Better Times, Bigger Successes Ahead
Leaders from PDMI member companies share their visionary expertise as the performance marketing industry heads into a new year. What are their fearless predictions for 2021?
By Thomas Haire
This is the cover story of Results Magazine's December 2020 issue. Click here to read this feature via our digital publication website or simply scroll down to continue reading here.
Is anyone else ready to leave 2020 behind? Our longest and shortest year — time dragged and flew, seemingly bending with each twist to the year’s ridiculous storylines — provided one challenge after another. And that’s putting it kindly.
We’ve all spent so much time this year looking back and wary of looking ahead — but we’re all still a little unsure of what next year holds in store. But look ahead we must. So, we at the PDMI thought: what better opportunity to break the chains of wariness — and look forward with anticipation rather than dread — than to hear and consider our members’ predictions for 2021. So, in late October, we reached out to all PDMI member companies asking one simple question: What’s your fearless prediction for 2021?
During the following weeks, visionary leaders (we hope!) from 16 PDMI member companies took us up on the offer. With responses ranging from somber to celebratory and from amusing to enlightening, our members’ thoughts touch on nearly every facet of the performance marketing industry.
Let’s hear from the PDMI membership about what they believe is not just possible but likely to happen during the next 12 months.
Dieter Ammann, Fulfillment Express
At Fulfillment Express, we have been experiencing phenomenal growth this year, because of the pandemic and Amazon. Because Amazon is at capacity in most of its fulfillment centers, it is making some of its sellers remove excess inventory. Sellers that previously were shipping container loads of merchandise into Amazon for FBA (Fulfillment by Amazon) are now forced to ship smaller quantities, more frequently — Hence, more business for us. This has also driven higher volumes of FBM (fulfillment by merchant) orders. I foresee the growth continuing through 2021, simply because Amazon has found its groove in dealing with the vast number of sellers and shortening their inventory storage. The pandemic has forced everyone to buy online, and those of us in the logistics business have benefitted greatly from that. People are much more comfortable ordering online, and I believe this will continue past next year. People are going to be slow going back to buying from brick-and-mortar stores, and the fallout for those retailers will continue to take its course, driving more people online.
Al Diem and Matt Greenfield, Cannella Media
A COVID-19 baby boom will spark the emergence of new direct-to-consumer (DTC) brands for home delivery of baby goods. Amazon will create brick-and-mortar "Baby Centers" to compete with Walmart and Target. In related news: family, friend, and coworker baby shower fatigue sets in, registries go away, and new parents are on their own.

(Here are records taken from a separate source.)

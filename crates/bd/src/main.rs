//! `bd` -- dependency-aware issue tracker CLI.
//!
//! This is the entry point for the beads core surface. It parses CLI
//! arguments with clap, resolves the runtime context, and dispatches to
//! command handlers.

mod cli;
mod commands;
mod context;
mod id;
mod output;
mod snapshot;

use std::sync::atomic::{AtomicBool, Ordering};

use clap::Parser;

use cli::{Cli, Commands};
use context::RuntimeContext;

/// Tracks whether a Ctrl+C has already been received.
static CTRLC_RECEIVED: AtomicBool = AtomicBool::new(false);

fn main() {
    // Install signal handlers for graceful shutdown.
    // First Ctrl+C: exit cleanly. Second: force exit.
    let _ = ctrlc::set_handler(|| {
        if CTRLC_RECEIVED.swap(true, Ordering::SeqCst) {
            // Second signal: force exit
            std::process::exit(1);
        }
        // First signal: exit cleanly
        std::process::exit(0);
    });

    // Parse CLI arguments
    let cli = Cli::parse();

    let result = run(&cli);

    // Handle errors: print message and exit with code 1
    if let Err(e) = result {
        // For JSON mode, output error as JSON
        if cli.global.json {
            let err_json = serde_json::json!({
                "error": format!("{:#}", e),
            });
            if let Ok(s) = serde_json::to_string_pretty(&err_json) {
                eprintln!("{}", s);
            }
        } else {
            eprintln!("Error: {:#}", e);
        }
        std::process::exit(1);
    }
}

fn run(cli: &Cli) -> anyhow::Result<()> {
    // Build runtime context from global args
    let ctx = RuntimeContext::from_global_args(&cli.global)?;

    // Set up logging based on verbosity
    if ctx.verbose {
        tracing_subscriber::fmt()
            .with_env_filter("bd=debug")
            .with_writer(std::io::stderr)
            .init();
    }

    match &cli.command {
        Some(Commands::Version) => commands::version::run(&ctx),
        Some(Commands::Init(args)) => commands::init::run(&ctx, args),
        Some(Commands::Create(args)) => commands::create::run(&ctx, args),
        Some(Commands::Show(args)) => commands::show::run(&ctx, args),
        Some(Commands::List(args)) => commands::list::run(&ctx, args),
        Some(Commands::Update(args)) => commands::update::run(&ctx, args),
        Some(Commands::Close(args)) => commands::close::run(&ctx, args),
        Some(Commands::Reopen(args)) => commands::reopen::run(&ctx, args),
        Some(Commands::Delete(args)) => commands::delete::run(&ctx, args),
        Some(Commands::Ready(args)) => commands::ready::run(&ctx, args),
        Some(Commands::Blockers(args)) => commands::blockers::run(&ctx, args),
        Some(Commands::Dep(args)) => commands::dep::run(&ctx, args),
        Some(Commands::Label(args)) => commands::label::run(&ctx, args),
        Some(Commands::Comment(args)) => commands::comment::run_add(&ctx, args),
        Some(Commands::Comments(args)) => commands::comment::run_list(&ctx, args),
        Some(Commands::History(args)) => commands::history::run(&ctx, args),
        Some(Commands::Children(args)) => commands::children::run(&ctx, args),
        Some(Commands::Cycles) => commands::cycles::run(&ctx),
        Some(Commands::Duplicates) => commands::duplicates::run(&ctx),
        Some(Commands::Merge(args)) => commands::merge::run(&ctx, args),
        Some(Commands::Export(args)) => commands::export::run(&ctx, args),
        Some(Commands::Import(args)) => commands::import::run(&ctx, args),
        Some(Commands::Stats) => commands::stats::run(&ctx),
        Some(Commands::Config(args)) => commands::config_cmd::run(&ctx, args),
        None => {
            // No subcommand -- print help
            use clap::CommandFactory;
            Cli::command().print_help().ok();
            println!();
            Ok(())
        }
    }
}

Large traditional brands will continue a steady migration to DR — and Cannella signs Coca-Cola for a new DTC campaign!
Web attribution becomes as reliable as phone-based attribution. All the walled gardens release their data to external attribution partners and agencies.
Chris Foster, Modern Postcard
2021 is the year of "cozy": soft products, advertising display, comfort products, home self-care, CBD, crafts, etc. This will be a growth space that cuts across industries but has the primary characteristic of customers showing an increased interest in cozy. You’re seeing retail stores have more soft fabrics, fabric block lettering, pillows, blankets, "calming" bath bombs, etc.; online searches for "crafting" are exploding; Netflix has imported more "Hallmark"-style movies into their lineup; CBD for anxiety and as a sleep aid is expanding and expected to double in four years. More themes, products, brands, and growth around people being cozy and safe are on the horizon for 2021.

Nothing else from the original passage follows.